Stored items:
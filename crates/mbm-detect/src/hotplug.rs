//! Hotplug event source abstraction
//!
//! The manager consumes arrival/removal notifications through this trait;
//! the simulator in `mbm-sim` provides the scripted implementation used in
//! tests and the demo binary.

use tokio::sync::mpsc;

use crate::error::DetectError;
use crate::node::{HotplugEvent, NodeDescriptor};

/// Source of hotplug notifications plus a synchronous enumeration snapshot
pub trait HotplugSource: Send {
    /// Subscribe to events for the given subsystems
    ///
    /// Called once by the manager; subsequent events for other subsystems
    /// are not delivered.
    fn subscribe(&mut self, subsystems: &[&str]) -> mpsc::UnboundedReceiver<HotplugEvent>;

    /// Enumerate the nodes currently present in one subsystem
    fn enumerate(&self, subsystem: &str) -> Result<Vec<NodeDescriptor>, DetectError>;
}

Task to complete: Each line in the records above must be returned exactly as it stands.

Completed task:
filename crates/mbm-detect/src/hotplug.rs
//! Hotplug event source abstraction
//!
//! The manager consumes arrival/removal notifications through this trait;
//! the simulator in `mbm-sim` provides the scripted implementation used in
//! tests and the demo binary.

use tokio::sync::mpsc;

use crate::error::DetectError;
use crate::node::{HotplugEvent, NodeDescriptor};

/// Source of hotplug notifications plus a synchronous enumeration snapshot
pub trait HotplugSource: Send {
    /// Subscribe to events for the given subsystems
    ///
    /// Called once by the manager; subsequent events for other subsystems
    /// are not delivered.
    fn subscribe(&mut self, subsystems: &[&str]) -> mpsc::UnboundedReceiver<HotplugEvent>;

    /// Enumerate the nodes currently present in one subsystem
    fn enumerate(&self, subsystem: &str) -> Result<Vec<NodeDescriptor>, DetectError>;
}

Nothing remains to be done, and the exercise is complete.